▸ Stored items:

--- --- ---

//! Wire envelopes of the sync protocol.
//!
//! Outbound: `{"endpoint": name, "payload": any, "future": token}`.
//! Inbound: `{"kind": k, "payload": {...}}` where `kind` selects the payload
//! shape. Unknown kinds are ignored without error; envelopes missing either
//! field are malformed and dropped.

use serde::{Deserialize, Serialize};
use sonic_rs::Value;

use super::frame::WsFrame;
use super::types::{ChannelError, ChannelResult};

/// Reserved keepalive endpoint, invoked with a null payload.
pub const KEEPALIVE_ENDPOINT: &str = "hello";
/// Fire-and-forget client-side script error reports.
pub const SCRIPT_ERROR_ENDPOINT: &str = "jserrors";
/// Append a chat message: payload `[channel, text]`.
pub const CHAT_ADD_ENDPOINT: &str = "chat_add";
/// Fetch chat history: payload is the channel name.
pub const CHAT_GET_ENDPOINT: &str = "chat_get";

fn null_value() -> Value {
    sonic_rs::json!(null)
}

/// One outbound remote call. `future` is the correlation token binding the
/// call to its eventual `invoke` reply.
#[derive(Debug, Clone, Serialize, Deserialize)]
pub struct OutboundEnvelope {
    pub endpoint: String,
    pub payload: Value,
    pub future: String,
}

impl OutboundEnvelope {
    pub fn to_frame(&self) -> ChannelResult<WsFrame> {
        let encoded = sonic_rs::to_vec(self).map_err(|err| ChannelError::Parse(err.to_string()))?;
        Ok(WsFrame::json(encoded))
    }
}

/// Reply to one pending call. `error: true` means the server-side handler
/// raised; `data` carries the result otherwise.
#[derive(Debug, Clone, Deserialize)]
pub struct InvokeReply {
    pub future: String,
    #[serde(default = "null_value")]
    pub data: Value,
    #[serde(default)]
    pub error: bool,
}

/// A named server broadcast with no correlation and no ordering guarantee.
#[derive(Debug, Clone, Deserialize)]
pub struct EventPush {
    pub event: String,
    #[serde(default = "null_value")]
    pub detail: Value,
}

/// An ordered, optionally page-scoped delivery.
#[derive(Debug, Clone, Deserialize)]
pub struct QueuePush {
    /// Recipient identity, as addressed by the server.
    pub u: String,
    pub entry: QueueEntry,
}

#[derive(Debug, Clone, Deserialize)]
pub struct QueueEntry {
    #[serde(default)]
    pub event: Option<String>,
    /// Required current-page identifier; a mismatch drops the entry silently.
    #[serde(default)]
    pub constraint: Option<String>,
    #[serde(default = "null_value")]
    pub data: Value,
}

/// A fire-and-forget instruction executed immediately, at most once.
#[derive(Debug, Clone, PartialEq, Eq)]
pub enum PageAction {
    Reload,
    Redirect(String),
    Submit,
}

#[derive(Debug, Deserialize)]
struct Probe {
    kind: String,
    #[allow(dead_code)]
    payload: Value,
}

#[derive(Debug, Deserialize)]
#[serde(tag = "kind", content = "payload")]
enum WireInbound {
    #[serde(rename = "invoke")]
    Invoke(InvokeReply),
    #[serde(rename = "action")]
    Action(WireAction),
    #[serde(rename = "event")]
    Event(EventPush),
    #[serde(rename = "queue")]
    Queue(QueuePush),
}

#[derive(Debug, Deserialize)]
struct WireAction {
    action: String,
    #[serde(default)]
    url: Option<String>,
}

/// Classified inbound message.
#[derive(Debug)]
pub enum Inbound {
    Invoke(InvokeReply),
    Action(PageAction),
    Event(EventPush),
    Queue(QueuePush),
    /// Envelope parsed, but the kind is not one this client knows.
    Unknown { kind: String },
    /// Envelope parsed, but the payload does not fit its kind.
    Discard { kind: String },
}

/// Parse one inbound frame payload.
///
/// `None` means the message is malformed (not a JSON object carrying both
/// `kind` and `payload`) and must be dropped without counting as server
/// activity. Every `Some` value, including `Unknown`, counts as activity.
pub fn parse_inbound(bytes: &[u8]) -> Option<Inbound> {
    let probe: Probe = sonic_rs::from_slice(bytes).ok()?;

    if !matches!(probe.kind.as_str(), "invoke" | "action" | "event" | "queue") {
        return Some(Inbound::Unknown { kind: probe.kind });
    }

    match sonic_rs::from_slice::<WireInbound>(bytes) {
        Ok(WireInbound::Invoke(reply)) => Some(Inbound::Invoke(reply)),
        Ok(WireInbound::Action(raw)) => Some(match classify_action(raw) {
            Some(action) => Inbound::Action(action),
            None => Inbound::Discard { kind: probe.kind },
        }),
        Ok(WireInbound::Event(event)) => Some(Inbound::Event(event)),
        Ok(WireInbound::Queue(queue)) => Some(Inbound::Queue(queue)),
        Err(_) => Some(Inbound::Discard { kind: probe.kind }),
    }
}

fn classify_action(raw: WireAction) -> Option<PageAction> {
    match raw.action.as_str() {
        "reload" => Some(PageAction::Reload),
        "redirect" => raw.url.map(PageAction::Redirect),
        "submit" => Some(PageAction::Submit),
        _ => None,
    }
}

#[cfg(test)]
mod tests {
    use super::*;
    use sonic_rs::JsonValueTrait;

    #[test]
    fn outbound_envelope_serializes_wire_fields() {
        let envelope = OutboundEnvelope {
            endpoint: "hello".to_string(),
            payload: sonic_rs::json!(null),
            future: "a1b2c3".to_string(),
        };
        let frame = envelope.to_frame().unwrap();
        let bytes = frame.payload_bytes().unwrap();
        let echoed: OutboundEnvelope = sonic_rs::from_slice(bytes).unwrap();
        assert_eq!(echoed.endpoint, "hello");
        assert_eq!(echoed.future, "a1b2c3");
    }

    #[test]
    fn invoke_reply_parses_with_defaults() {
        let raw = br#"{"kind":"invoke","payload":{"future":"tok1","data":{"n":7}}}"#;
        match parse_inbound(raw) {
            Some(Inbound::Invoke(reply)) => {
                assert_eq!(reply.future, "tok1");
                assert!(!reply.error);
                assert_eq!(reply.data.get("n").and_then(|v| v.as_i64()), Some(7));
            }
            other => panic!("expected invoke, got {other:?}"),
        }
    }

    #[test]
    fn action_kinds_classify() {
        let reload = br#"{"kind":"action","payload":{"action":"reload"}}"#;
        assert!(matches!(
            parse_inbound(reload),
            Some(Inbound::Action(PageAction::Reload))
        ));

        let redirect = br#"{"kind":"action","payload":{"action":"redirect","url":"/next"}}"#;
        match parse_inbound(redirect) {
            Some(Inbound::Action(PageAction::Redirect(url))) => assert_eq!(url, "/next"),
            other => panic!("expected redirect, got {other:?}"),
        }

        // Redirect without a target is not executable.
        let bare = br#"{"kind":"action","payload":{"action":"redirect"}}"#;
        assert!(matches!(parse_inbound(bare), Some(Inbound::Discard { .. })));

        let unknown = br#"{"kind":"action","payload":{"action":"teleport"}}"#;
        assert!(matches!(parse_inbound(unknown), Some(Inbound::Discard { .. })));
    }

    #[test]
    fn queue_entry_keeps_constraint_and_extra_fields_are_ignored() {
        let raw = br#"{"kind":"queue","payload":{"u":"kestrel","entry":{"source":"chat","event":"Chatted","constraint":"page3","data":[1,2]}}}"#;
        match parse_inbound(raw) {
            Some(Inbound::Queue(queue)) => {
                assert_eq!(queue.u, "kestrel");
                assert_eq!(queue.entry.event.as_deref(), Some("Chatted"));
                assert_eq!(queue.entry.constraint.as_deref(), Some("page3"));
            }
            other => panic!("expected queue, got {other:?}"),
        }
    }

    #[test]
    fn unknown_kind_is_ignored_not_malformed() {
        let raw = br#"{"kind":"telemetry","payload":{"x":1}}"#;
        match parse_inbound(raw) {
            Some(Inbound::Unknown { kind }) => assert_eq!(kind, "telemetry"),
            other => panic!("expected unknown, got {other:?}"),
        }
    }

    #[test]
    fn malformed_envelopes_are_none() {
        assert!(parse_inbound(b"not json").is_none());
        assert!(parse_inbound(br#"{"payload":{}}"#).is_none());
        assert!(parse_inbound(br#"{"kind":"event"}"#).is_none());
        assert!(parse_inbound(br#"[1,2,3]"#).is_none());
    }
}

--- --- ---

Your reply must contain exactly the lines from the first line of the data through the line holding "pub fn to_frame(&self)", and nothing more.

//! Wire envelopes of the sync protocol.
//!
//! Outbound: `{"endpoint": name, "payload": any, "future": token}`.
//! Inbound: `{"kind": k, "payload": {...}}` where `kind` selects the payload
//! shape. Unknown kinds are ignored without error; envelopes missing either
//! field are malformed and dropped.

use serde::{Deserialize, Serialize};
use sonic_rs::Value;

use super::frame::WsFrame;
use super::types::{ChannelError, ChannelResult};

/// Reserved keepalive endpoint, invoked with a null payload.
pub const KEEPALIVE_ENDPOINT: &str = "hello";
/// Fire-and-forget client-side script error reports.
pub const SCRIPT_ERROR_ENDPOINT: &str = "jserrors";
/// Append a chat message: payload `[channel, text]`.
pub const CHAT_ADD_ENDPOINT: &str = "chat_add";
/// Fetch chat history: payload is the channel name.
pub const CHAT_GET_ENDPOINT: &str = "chat_get";

fn null_value() -> Value {
    sonic_rs::json!(null)
}

/// One outbound remote call. `future` is the correlation token binding the
/// call to its eventual `invoke` reply.
#[derive(Debug, Clone, Serialize, Deserialize)]
pub struct OutboundEnvelope {
    pub endpoint: String,
    pub payload: Value,
    pub future: String,
}

impl OutboundEnvelope {
    pub fn to_frame(&self) -> ChannelResult<WsFrame> {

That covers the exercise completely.